Circadian Integration of Hepatic De Novo Lipogenesis and Peripheral Energy Substrates Utilization

Abstract

The liver maintains energy substrate homeostasis by synchronizing circadian or diurnal expression of metabolic genes with the feeding/fasting state. The activities of hepatic de novo lipogenic gene products peak during feeding, converting carbohydrates into fats that provide vital energy sources for peripheral tissues. Conversely, deregulated hepatic lipid synthesis leads to systemic metabolic dysfunction, establishing the importance of temporal regulation of fat synthesis/usage in metabolic homeostasis. Pharmacological activation of peroxisome proliferator-activated receptor \(\delta / \beta (PPAR \delta / \beta)\)improves glucose handling and systemic insulin sensitivity.
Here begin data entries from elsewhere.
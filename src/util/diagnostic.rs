//! User-facing diagnostic messages.
//!
//! Every error shown to a user should name what failed and, where one
//! exists, the command that fixes it.

use std::fmt;
use std::path::PathBuf;

use miette::{Diagnostic as MietteDiagnostic, NamedSource, SourceSpan};
use thiserror::Error;

/// Common suggestion messages for consistent error handling.
pub mod suggestions {
    pub const NO_KRAFTFILE: &str = "create a Kraftfile in the project directory";

    pub const UPDATE_CATALOG: &str = "run `kraftpack update` to refresh the package catalog";

    pub const ADD_SOURCE: &str = "add a catalog index with `kraftpack source add <uri>`";

    pub const NARROW_TARGETS: &str = "select a single target with `--target`, or `--arch` and `--plat`";

    pub const INTERACTIVE: &str = "re-run without `--no-prompt` to choose interactively";

    pub const BUILD_LOG: &str = "re-run with `--save-build-log <file>` to capture the full output";
}

/// A diagnostic message with optional suggestions.
#[derive(Debug, Clone)]
pub struct Diagnostic {
    pub message: String,
    /// Additional context lines
    pub context: Vec<String>,
    /// Suggested fixes
    pub suggestions: Vec<String>,
    /// Related file
    pub location: Option<PathBuf>,
}

impl Diagnostic {
    pub fn error(message: impl Into<String>) -> Self {
        Diagnostic {
            message: message.into(),
            context: Vec::new(),
            suggestions: Vec::new(),
            location: None,
        }
    }

    pub fn with_context(mut self, context: impl Into<String>) -> Self {
        self.context.push(context.into());
        self
    }

    pub fn with_suggestion(mut self, suggestion: impl Into<String>) -> Self {
        self.suggestions.push(suggestion.into());
        self
    }

    pub fn with_location(mut self, path: impl Into<PathBuf>) -> Self {
        self.location = Some(path.into());
        self
    }

    /// Format the diagnostic for terminal output.
    pub fn format(&self, color: bool) -> String {
        let mut output = String::new();

        let prefix = if color { "\x1b[1;31merror\x1b[0m" } else { "error" };
        output.push_str(&format!("{}: {}\n", prefix, self.message));

        if let Some(ref path) = self.location {
            output.push_str(&format!("  --> {}\n", path.display()));
        }

        for ctx in &self.context {
            output.push_str(&format!("  = {}\n", ctx));
        }

        if !self.suggestions.is_empty() {
            let help_prefix = if color { "\x1b[1;32mhelp\x1b[0m" } else { "help" };
            output.push_str(&format!("{}: consider:\n", help_prefix));
            for (i, suggestion) in self.suggestions.iter().enumerate() {
                output.push_str(&format!("  {}. {}\n", i + 1, suggestion));
            }
        }

        output
    }
}

impl fmt::Display for Diagnostic {
    fn fmt(&self, f: &mut fmt::Formatter<'_>) -> fmt::Result {
        write!(f, "{}", self.format(false))
    }
}

/// A Kraftfile that could not be parsed, with the offending snippet.
#[derive(Debug, Error, MietteDiagnostic)]
#[error("invalid Kraftfile: {message}")]
#[diagnostic(code(kraftpack::kraftfile::parse))]
pub struct KraftfileParseError {
    pub message: String,
    #[source_code]
    pub src: NamedSource<String>,
    #[label("here")]
    pub span: Option<SourceSpan>,
}

impl KraftfileParseError {
    pub fn new(path: &std::path::Path, contents: &str, err: &serde_yaml::Error) -> Self {
        let span = err
            .location()
            .map(|loc| SourceSpan::from((loc.index().min(contents.len()), 1)));
        KraftfileParseError {
            message: err.to_string(),
            src: NamedSource::new(path.display().to_string(), contents.to_string()),
            span,
        }
    }

    /// Render with source snippet for terminal output.
    pub fn render(&self) -> String {
        let mut out = String::new();
        let handler = miette::GraphicalReportHandler::new();
        if handler.render_report(&mut out, self).is_err() {
            out = self.to_string();
        }
        out
    }
}

#[cfg(test)]
mod tests {
    use super::*;

    #[test]
    fn test_diagnostic_formatting() {
        let diag = Diagnostic::error("could not find: lib/musl:stable")
            .with_context("searched the local and remote catalog")
            .with_suggestion(suggestions::UPDATE_CATALOG)
            .with_location("/work/Kraftfile");

        let output = diag.format(false);
        assert!(output.starts_with("error: could not find: lib/musl:stable"));
        assert!(output.contains("--> /work/Kraftfile"));
        assert!(output.contains("= searched the local"));
        assert!(output.contains("1. run `kraftpack update`"));
    }

    #[test]
    fn test_kraftfile_parse_error_has_span() {
        let contents = "name: app\ntargets: [\n";
        let err = serde_yaml::from_str::<serde_yaml::Value>(contents).unwrap_err();
        let diag = KraftfileParseError::new(std::path::Path::new("Kraftfile"), contents, &err);
        assert!(diag.to_string().starts_with("invalid Kraftfile"));
        assert!(!diag.render().is_empty());
    }
}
However, the mechanisms of hepatic \(PPAR\delta\) actions and the molecular pathways through which it is able to modulate global metabolic homeostasis remain unclear. Here we show that hepatic \(PPAR\delta\) controls the diurnal expression of lipogenic genes in the dark/feeding cycle. Adenovirus mediated liver restricted activation of \(PPAR\delta\) promotes glucose utilization in the liver and fat utilization in the muscle. Liver specific deletion of either \(PPAR\delta\) or the \(PPAR\delta\)-regulated lipogenic gene acetyl-CoA carboxylase 1 (ACC1) reduces muscle fatty acid uptake. Unbiased metabolite profiling identifies 1-stearoyl-2-oleoyl-sn-glycero-3-phosphocholine (SOPC) as a serum lipid derived from the hepatic \(PPAR\delta\)-ACC1 activity that reduces postprandial lipid levels and increases muscle fatty acid uptake. These findings reveal a regulatory mechanism that coordinates lipid synthesis and utilization in the liver-muscle axis, providing mechanistic insights into the hepatic regulation of systemic energy substrates homeostasis.